翔哉がえっ? また? と言うような表情をしているのを見て取ったベガールは「ここで直に見せて頂かなくてもヴィラドリアさんの言う事を信じますよ」と言って、この場で実演してもらう事については遠慮した。
「そうですか......それは残念ですわ」
また吸血できる機会を逸して、ヴィラは非常に残念そうである。
「て言うかヴィラって、食事の度に血を吸わないといけないのかな?」
翔哉の質問を受けたヴィラは、悪戯っぽい笑みを浮かべて言う。
「そうなんですのよ。ですので皆さんがお食事の際には、私にはショウヤ様、よろしくお願い致しますね☆」
「やっぱりこの女、危険だにゃ! 拘束して地下牢にでも閉じ込めておくにゃよ!」
ヴィラの話を本気にしたニケがそう叫んだ。
「ニケさん酷いですわ......私に餓死をしろとでもおっしゃるのかしら?」
「でもその話が本当なら、ヴィラの食事をどうするのか真剣に考えないとだな。アス、お前が血を吸わせてやったらどうだ?」
メルも本気にしているような感じで、そんな冗談を言う。
「えっ!? 私が?」
アスはあからさまに嫌そうである。
「冗談ですわよ。皆さん本気にしないで下さい。ちゃんと普通のお食事もできますわよ」
ヴィラからそう聞いて、ひとまず安心する翔哉達。
「この女、あわよくばショウヤの血を食事の度に吸わせてもらうつもりだったのにゃね!」
ニケの一言にヴィラは明後日の方を向いて誤魔化していた。
「それで、どう言った事情でヴィラドリアさんはショウヤ殿に保護される事になったのですかな?」
「私どうも、こちらの世界の者ではないようなのです。事情が有ってこちらの世界で女神として信仰されているマリーザに会いに行く途中で、彼女の張っていた転移トラップにかかってしまったようで、レムリア大陸と言う場所からこちらの世界の樹海に飛ばされてしまったようなのです」
「何とも、これまた俄には信じられない話ですね? それで、樹海を彷徨っていたところをショウヤ殿達に保護された、と言うわけですな?」
「ええ、その通りでございますわ」
「マリーザ様に会いに行かなければならなかった、その事情についても是非知りたいものだな」
実際まだ完全にこちらの世界の者に対して、害意が無いとハッキリしているわけではないと思っていたメルは、その辺りについてもしっかり説明を求めたいと考えていたのだ。
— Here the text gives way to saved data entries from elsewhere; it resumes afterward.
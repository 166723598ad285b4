//! The typed model tree mappers operate on.
//!
//! Nodes live in a flat arena owned by [`ModelTree`] and refer to each other
//! by [`NodeId`]. Structure is fixed once the codec has built the tree;
//! mapper phases only replace the text of text-bearing nodes.

use std::fmt;

use crate::err_msg;
use crate::errors::MapperError;

pub mod codec;
pub mod path;
pub mod walker;

pub use codec::{ModelCodec, XmlCodec};
pub use path::{Path, PathSegment};
pub use walker::{walk, walk_scoped, ModelVisitor};

// ============================================================================
// NODE KINDS
// ============================================================================

#[derive(Debug, Clone, Copy, PartialEq, Eq, Hash, PartialOrd, Ord)]
pub enum NodeKind {
    Nta,
    Declaration,
    Template,
    Name,
    Parameter,
    Location,
    Urgent,
    Committed,
    Branchpoint,
    Init,
    Transition,
    Source,
    Target,
    Label,
    Nail,
    System,
    Queries,
    Query,
    Formula,
    Comment,
    Result,
}

impl NodeKind {
    pub const ALL: [NodeKind; 21] = [
        NodeKind::Nta,
        NodeKind::Declaration,
        NodeKind::Template,
        NodeKind::Name,
        NodeKind::Parameter,
        NodeKind::Location,
        NodeKind::Urgent,
        NodeKind::Committed,
        NodeKind::Branchpoint,
        NodeKind::Init,
        NodeKind::Transition,
        NodeKind::Source,
        NodeKind::Target,
        NodeKind::Label,
        NodeKind::Nail,
        NodeKind::System,
        NodeKind::Queries,
        NodeKind::Query,
        NodeKind::Formula,
        NodeKind::Comment,
        NodeKind::Result,
    ];

    /// Element name in the model document and segment name in paths.
    pub fn tag(self) -> &'static str {
        match self {
            NodeKind::Nta => "nta",
            NodeKind::Declaration => "declaration",
            NodeKind::Template => "template",
            NodeKind::Name => "name",
            NodeKind::Parameter => "parameter",
            NodeKind::Location => "location",
            NodeKind::Urgent => "urgent",
            NodeKind::Committed => "committed",
            NodeKind::Branchpoint => "branchpoint",
            NodeKind::Init => "init",
            NodeKind::Transition => "transition",
            NodeKind::Source => "source",
            NodeKind::Target => "target",
            NodeKind::Label => "label",
            NodeKind::Nail => "nail",
            NodeKind::System => "system",
            NodeKind::Queries => "queries",
            NodeKind::Query => "query",
            NodeKind::Formula => "formula",
            NodeKind::Comment => "comment",
            NodeKind::Result => "result",
        }
    }

    pub fn from_tag(tag: &str) -> Option<Self> {
        Self::ALL.into_iter().find(|kind| kind.tag() == tag)
    }

    /// Kinds that may occur several times under one parent and therefore
    /// carry an index in paths.
    pub fn repeats(self) -> bool {
        matches!(
            self,
            NodeKind::Template
                | NodeKind::Location
                | NodeKind::Branchpoint
                | NodeKind::Transition
                | NodeKind::Label
                | NodeKind::Nail
                | NodeKind::Query
                | NodeKind::Result
        )
    }

    /// Kinds whose content is a text blob rather than child elements.
    pub fn has_text(self) -> bool {
        matches!(
            self,
            NodeKind::Declaration
                | NodeKind::Name
                | NodeKind::Parameter
                | NodeKind::Label
                | NodeKind::System
                | NodeKind::Formula
                | NodeKind::Comment
                | NodeKind::Result
        )
    }

    /// Permitted child kinds, in canonical traversal order: single-valued
    /// children first, then repeated ones.
    pub fn child_kinds(self) -> &'static [NodeKind] {
        use NodeKind::*;
        match self {
            Nta => &[Declaration, System, Queries, Template],
            Template => &[
                Name,
                Parameter,
                Declaration,
                Init,
                Location,
                Branchpoint,
                Transition,
            ],
            Location => &[Name, Urgent, Committed, Label],
            Transition => &[Source, Target, Label, Nail],
            Queries => &[Query],
            Query => &[Formula, Comment, Result],
            Declaration | Name | Parameter | Urgent | Committed | Branchpoint | Init | Source
            | Target | Label | Nail | System | Formula | Comment | Result => &[],
        }
    }

    fn child_rank(self, child: NodeKind) -> Option<usize> {
        self.child_kinds().iter().position(|k| *k == child)
    }
}

impl fmt::Display for NodeKind {
    fn fmt(&self, f: &mut fmt::Formatter<'_>) -> fmt::Result {
        f.write_str(self.tag())
    }
}

/// The `kind` attribute of a `label` node.
#[derive(Debug, Clone, PartialEq, Eq, Hash)]
pub enum LabelKind {
    Invariant,
    Guard,
    Synchronisation,
    Assignment,
    Select,
    Probability,
    ExponentialRate,
    Other(String),
}

impl LabelKind {
    pub fn parse(kind: &str) -> Self {
        match kind {
            "invariant" => LabelKind::Invariant,
            "guard" => LabelKind::Guard,
            "synchronisation" => LabelKind::Synchronisation,
            "assignment" => LabelKind::Assignment,
            "select" => LabelKind::Select,
            "probability" => LabelKind::Probability,
            "exponentialrate" => LabelKind::ExponentialRate,
            other => LabelKind::Other(other.to_string()),
        }
    }
}

// ============================================================================
// ARENA
// ============================================================================

#[derive(Debug, Clone, Copy, PartialEq, Eq, Hash, PartialOrd, Ord)]
pub struct NodeId(pub(crate) usize);

#[derive(Debug, Clone)]
pub struct ModelNode {
    pub kind: NodeKind,
    pub parent: Option<NodeId>,
    /// Children in document order.
    pub children: Vec<NodeId>,
    pub attributes: Vec<(String, String)>,
    /// Decoded text content, for text-bearing kinds only.
    pub text: Option<String>,
    pub(crate) slot: Option<codec::TextSlot>,
}

impl ModelNode {
    pub fn attribute(&self, name: &str) -> Option<&str> {
        self.attributes
            .iter()
            .find(|(key, _)| key == name)
            .map(|(_, value)| value.as_str())
    }

    pub fn label_kind(&self) -> Option<LabelKind> {
        if self.kind != NodeKind::Label {
            return None;
        }
        self.attribute("kind").map(LabelKind::parse)
    }
}

/// A model tree rooted at an `nta` node.
#[derive(Debug, Clone)]
pub struct ModelTree {
    nodes: Vec<ModelNode>,
    /// Document the tree was read from, when it came through a codec.
    pub(crate) source: Option<String>,
}

impl Default for ModelTree {
    fn default() -> Self {
        Self::new()
    }
}

impl ModelTree {
    pub fn new() -> Self {
        Self {
            nodes: vec![ModelNode {
                kind: NodeKind::Nta,
                parent: None,
                children: Vec::new(),
                attributes: Vec::new(),
                text: None,
                slot: None,
            }],
            source: None,
        }
    }

    pub fn root(&self) -> NodeId {
        NodeId(0)
    }

    pub fn len(&self) -> usize {
        self.nodes.len()
    }

    pub fn is_empty(&self) -> bool {
        self.nodes.is_empty()
    }

    pub fn node(&self, id: NodeId) -> &ModelNode {
        &self.nodes[id.0]
    }

    pub fn kind(&self, id: NodeId) -> NodeKind {
        self.nodes[id.0].kind
    }

    pub fn text(&self, id: NodeId) -> Option<&str> {
        self.nodes[id.0].text.as_deref()
    }

    /// Appends a child of `kind` under `parent`.
    ///
    /// # Errors
    /// `MapperError::Codec` if `kind` cannot occur under `parent`'s kind.
    pub fn add_child(&mut self, parent: NodeId, kind: NodeKind) -> Result<NodeId, MapperError> {
        let parent_kind = self.kind(parent);
        if parent_kind.child_rank(kind).is_none() {
            return Err(err_msg!(
                Codec,
                "<{}> cannot appear inside <{}>",
                kind,
                parent_kind
            ));
        }
        if !kind.repeats() && self.children_of_kind(parent, kind).next().is_some() {
            return Err(err_msg!(
                Codec,
                "<{}> appears more than once inside <{}>",
                kind,
                parent_kind
            ));
        }
        let id = NodeId(self.nodes.len());
        self.nodes.push(ModelNode {
            kind,
            parent: Some(parent),
            children: Vec::new(),
            attributes: Vec::new(),
            text: kind.has_text().then(String::new),
            slot: None,
        });
        self.nodes[parent.0].children.push(id);
        Ok(id)
    }

    pub fn set_attribute(&mut self, id: NodeId, name: &str, value: &str) {
        let attributes = &mut self.nodes[id.0].attributes;
        match attributes.iter_mut().find(|(key, _)| key == name) {
            Some((_, existing)) => *existing = value.to_string(),
            None => attributes.push((name.to_string(), value.to_string())),
        }
    }

    /// Replaces the text of a text-bearing node.
    ///
    /// # Errors
    /// `MapperError::Rewrite` if the node's kind carries no text.
    pub fn set_text(&mut self, id: NodeId, text: impl Into<String>) -> Result<(), MapperError> {
        let node = &mut self.nodes[id.0];
        if !node.kind.has_text() {
            return Err(err_msg!(Rewrite, "<{}> does not carry text", node.kind));
        }
        node.text = Some(text.into());
        Ok(())
    }

    pub fn children_of_kind(&self, parent: NodeId, kind: NodeKind) -> impl Iterator<Item = NodeId> + '_ {
        self.nodes[parent.0]
            .children
            .iter()
            .copied()
            .filter(move |child| self.kind(*child) == kind)
    }

    /// Children in canonical traversal order.
    pub fn canonical_children(&self, parent: NodeId) -> Vec<NodeId> {
        let parent_kind = self.kind(parent);
        let mut children = self.nodes[parent.0].children.clone();
        // Stable, so repeated kinds keep document order.
        children.sort_by_key(|child| parent_kind.child_rank(self.kind(*child)));
        children
    }

    /// Finds the node addressed by `path`.
    pub fn resolve(&self, path: &Path) -> Option<NodeId> {
        let mut segments = path.segments().iter();
        let first = segments.next()?;
        if first.kind != NodeKind::Nta {
            return None;
        }
        let mut current = self.root();
        for segment in segments {
            let index = segment.index.unwrap_or(1);
            current = self
                .children_of_kind(current, segment.kind)
                .nth(index.checked_sub(1)?)?;
        }
        Some(current)
    }

    pub(crate) fn node_mut(&mut self, id: NodeId) -> &mut ModelNode {
        &mut self.nodes[id.0]
    }
}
「相当に複雑な話なのでかなり長くなってしまいますが、それでもよろしければお話致しますが?」
「ああ、勿論構わないさ」
「ショウヤ様の従兄弟であるロキと言う方は、私の旦那様なのですが、その方の第一婦人でいらっしゃるミコトと言う女性が、彼女にとっての本当の旦那様と一緒に、永久牢獄(コキュートス)の中に閉じ込められてしまったのです」
「何だか本当に複雑そうだな! で本当の旦那って、どう言う事なんだ?」
「そこも説明を求めますか? 相当長くなってしまいますが、それでもよろしければそういたしますが」
「いや、そう言う事なら構わない。先を進めてくれ」
「マリーザがミコトさんの本当の旦那様であるアーシェスと言うお方の魂の欠片を囲っておりまして、彼女達を救い出す為には、その魂の欠片をこちらに取り戻す必要が有るのです」
「でもヴィラに呪いをかけたのは、そのミコトって言う女なんだろ? 何でそんな奴を助け出そうなんてしてるんだよ!」
「何より旦那様の意思だからです。それにミコトさんが私に呪いをかけたのも不可抗力みたいなものでしたし、彼女にしか私にかけられた呪いを解く事が出来ないのですわ」
何度も出てくる呪いの文言が気になって、ベガールは質問をする。
「先程から出てくるその呪いとは、一体どのような物なのでしょうか?」
「私にかけられた呪いは、体が幼体化してしまう物でして、本当の私の姿は大人なんですのよ。旦那様の血を吸う事で一時的に解呪されるのですが、どうやらショウヤ様の血液でも同様の効果が得られるようなのです」
「なるほど、大体の事情はわかりました。それでヴィラドリアさんは、これからどうなさるおつもりなんですか?」
「当然、仲間達の所に帰りたいとは思っておりますが、この世界の事もまだよくわかりませんし、とりあえずは状況を正確に把握した上で、今後どうして行くのか考えたいと思いますわ」
概ねヴィラの事情もわかり、それほど危険は無いと判断したメルは、一旦その場を締めようと思い首長に向かってお願いをする。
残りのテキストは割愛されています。